BRIEF: Copy each line of the records below that mentions the word "cutoff".

Collected data:
>>>

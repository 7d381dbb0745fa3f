use crate::ports::outbound::{LedgerCommit, LedgerSnapshot, LedgerStore};
use parking_lot::Mutex;
use shared_types::errors::StorageError;
use std::sync::Arc;

#[derive(Debug, Default)]
struct MemoryLog {
    commits: Vec<LedgerCommit>,
    fail_commits: bool,
}

/// In-memory ledger store for testing and ephemeral nodes.
///
/// Clones share the same log, so a test can keep a handle after moving the
/// store into a service.
#[derive(Debug, Clone, Default)]
pub struct InMemoryLedgerStore {
    log: Arc<Mutex<MemoryLog>>,
}

impl InMemoryLedgerStore {
    pub fn new() -> Self {
        Self::default()
    }

    /// Make every following commit fail with `Unavailable` until reset.
    pub fn set_fail_commits(&self, fail: bool) {
        self.log.lock().fail_commits = fail;
    }

    /// Commits accepted so far, oldest first.
    pub fn commits(&self) -> Vec<LedgerCommit> {
        self.log.lock().commits.clone()
    }
}

impl LedgerStore for InMemoryLedgerStore {
    fn load(&mut self) -> Result<Option<LedgerSnapshot>, StorageError> {
        let log = self.log.lock();
        if log.commits.is_empty() {
            return Ok(None);
        }
        let mut snapshot = LedgerSnapshot::default();
        for commit in &log.commits {
            snapshot.apply(commit);
        }
        Ok(Some(snapshot))
    }

    fn commit(&mut self, commit: &LedgerCommit) -> Result<(), StorageError> {
        let mut log = self.log.lock();
        if log.fail_commits {
            return Err(StorageError::Unavailable("injected commit failure".into()));
        }
        log.commits.push(commit.clone());
        Ok(())
    }
}
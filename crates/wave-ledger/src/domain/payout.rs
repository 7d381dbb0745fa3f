//! Balance-safe payout settlement.

use super::entities::PayoutOutcome;
use shared_types::entities::Amount;

/// Outcome of settling one wave and the pool balance that results.
#[derive(Debug, Clone, Copy, PartialEq, Eq)]
pub struct Settlement {
    pub outcome: PayoutOutcome,
    pub balance_after: Amount,
}

/// Decides whether the pool pays out and by how much it shrinks.
///
/// Settlement only computes the new balance. The caller applies it to ledger
/// state before any funds are handed off.
#[derive(Debug, Clone, Copy)]
pub struct PayoutController {
    unit: Amount,
}

impl PayoutController {
    pub fn new(unit: Amount) -> Self {
        Self { unit }
    }

    pub fn unit(&self) -> Amount {
        self.unit
    }

    pub fn settle(&self, awarded: bool, balance: Amount) -> Settlement {
        if !awarded {
            return Settlement {
                outcome: PayoutOutcome::Skipped,
                balance_after: balance,
            };
        }

        match balance.checked_sub(self.unit) {
            Some(balance_after) => Settlement {
                outcome: PayoutOutcome::Transferred { amount: self.unit },
                balance_after,
            },
            None => Settlement {
                outcome: PayoutOutcome::InsufficientFunds,
                balance_after: balance,
            },
        }
    }
}
//! Time-windowed observation history and median filter.

use std::collections::VecDeque;

/// A raw position sample.
#[derive(Debug, Clone, Copy, PartialEq, Eq)]
pub struct Observation {
    pub timestamp_us: u64,
    pub position: i32,
}

impl Observation {
    pub fn new(timestamp_us: u64, position: i32) -> Self {
        Self {
            timestamp_us,
            position,
        }
    }
}

/// Observations within a trailing time window, newest first.
///
/// Pruning never empties the window: the newest sample is always kept
/// even when it is older than the window.
#[derive(Debug, Clone, Default)]
pub struct ObservationWindow {
    window_us: u64,
    samples: VecDeque<Observation>,
}

impl ObservationWindow {
    pub fn new(window_us: u64) -> Self {
        Self {
            window_us,
            samples: VecDeque::new(),
        }
    }

    /// Add the newest observation and drop samples that fell out of the window.
    pub fn push(&mut self, observation: Observation) {
        self.samples.push_front(observation);
        if let Some(cutoff) = observation.timestamp_us.checked_sub(self.window_us) {
            while self.samples.len() > 1 {
                match self.samples.back() {
                    Some(oldest) if oldest.timestamp_us < cutoff => {
                        self.samples.pop_back();
                    }
                    _ => break,
                }
            }
        }
    }

    /// Median of the retained positions.
    pub fn median(&self) -> Option<i32> {
        let mut positions: Vec<i32> = self.samples.iter().map(|o| o.position).collect();
        median(&mut positions)
    }

    /// Median the window would have after pushing `observation`, without
    /// modifying it. Only timestamps and positions are copied.
    pub fn projected_median(&self, observation: Observation) -> Option<i32> {
        let mut projected: Vec<(u64, i32)> = Vec::with_capacity(self.samples.len() + 1);
        projected.push((observation.timestamp_us, observation.position));
        projected.extend(self.samples.iter().map(|o| (o.timestamp_us, o.position)));

        if let Some(cutoff) = observation.timestamp_us.checked_sub(self.window_us) {
            while projected.len() > 1 {
                match projected.last() {
                    Some((t, _)) if *t < cutoff => {
                        projected.pop();
                    }
                    _ => break,
                }
            }
        }

        let mut positions: Vec<i32> = projected.into_iter().map(|(_, p)| p).collect();
        median(&mut positions)
    }

    /// Scale every stored position, truncating toward zero.
    pub fn rescale(&mut self, scale: f64) {
        for sample in &mut self.samples {
            sample.position = (f64::from(sample.position) * scale) as i32;
        }
    }

    pub fn clear(&mut self) {
        self.samples.clear();
    }

    pub fn len(&self) -> usize {
        self.samples.len()
    }

    pub fn is_empty(&self) -> bool {
        self.samples.is_empty()
    }

    /// Samples from newest to oldest.
    pub fn iter(&self) -> impl Iterator<Item = &Observation> {
        self.samples.iter()
    }
}

/// Element at index `len / 2` of the ascending order.
///
/// For even lengths this is the upper of the two middle values; the two
/// are never averaged.
pub fn median(positions: &mut [i32]) -> Option<i32> {
    if positions.is_empty() {
        return None;
    }
    let mid = positions.len() / 2;
    let (_, value, _) = positions.select_nth_unstable(mid);
    Some(*value)
}

#[cfg(test)]
mod tests {
    use super::*;

    #[test]
    fn test_median_odd_and_even() {
        assert_eq!(median(&mut []), None);
        assert_eq!(median(&mut [7]), Some(7));
        assert_eq!(median(&mut [3, 1, 2]), Some(2));
        // Index 2 of [1, 2, 10, 20]; no averaging.
        assert_eq!(median(&mut [20, 1, 10, 2]), Some(10));
        assert_eq!(median(&mut [5, -5]), Some(5));
    }

    #[test]
    fn test_push_prunes_outside_window() {
        let mut window = ObservationWindow::new(100);
        window.push(Observation::new(0, 10));
        window.push(Observation::new(50, 20));
        window.push(Observation::new(100, 30));
        assert_eq!(window.len(), 3);

        // cutoff = 100: drops t=0 and t=50
        window.push(Observation::new(200, 40));
        assert_eq!(window.len(), 2);
        let times: Vec<u64> = window.iter().map(|o| o.timestamp_us).collect();
        assert_eq!(times, vec![200, 100]);
    }

    #[test]
    fn test_boundary_sample_is_kept() {
        let mut window = ObservationWindow::new(100);
        window.push(Observation::new(0, 10));
        window.push(Observation::new(100, 20));
        // t - window == 0, not strictly older
        assert_eq!(window.len(), 2);
    }

    #[test]
    fn test_zero_window_keeps_only_newest() {
        let mut window = ObservationWindow::new(0);
        window.push(Observation::new(0, 10));
        window.push(Observation::new(1, 20));
        window.push(Observation::new(2, 30));
        assert_eq!(window.len(), 1);
        assert_eq!(window.median(), Some(30));
    }

    #[test]
    fn test_never_prunes_last_sample() {
        let mut window = ObservationWindow::new(10);
        window.push(Observation::new(0, 10));
        window.clear();
        window.push(Observation::new(1_000, 99));
        assert_eq!(window.len(), 1);
        assert_eq!(window.iter().next(), Some(&Observation::new(1_000, 99)));
    }

    #[test]
    fn test_projected_median_leaves_window_untouched() {
        let mut window = ObservationWindow::new(1_000);
        window.push(Observation::new(0, 100));
        window.push(Observation::new(500, 110));

        // [100, 110, 500] -> 110
        assert_eq!(window.projected_median(Observation::new(900, 500)), Some(110));
        // Window slides past t=0: [110, 500] -> 500
        assert_eq!(window.projected_median(Observation::new(1_200, 500)), Some(500));

        assert_eq!(window.len(), 2);
        assert_eq!(window.median(), Some(110));
    }

    #[test]
    fn test_rescale_truncates_and_keeps_order() {
        let mut window = ObservationWindow::new(1_000);
        window.push(Observation::new(0, 101));
        window.push(Observation::new(10, -101));
        window.rescale(0.5);

        let samples: Vec<Observation> = window.iter().copied().collect();
        assert_eq!(samples, vec![Observation::new(10, -50), Observation::new(0, 50)]);
    }
}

<<<

ANSWER BOX:
        if let Some(cutoff) = observation.timestamp_us.checked_sub(self.window_us) {
                    Some(oldest) if oldest.timestamp_us < cutoff => {
        if let Some(cutoff) = observation.timestamp_us.checked_sub(self.window_us) {
                    Some((t, _)) if *t < cutoff => {
        // cutoff = 100: drops t=0 and t=50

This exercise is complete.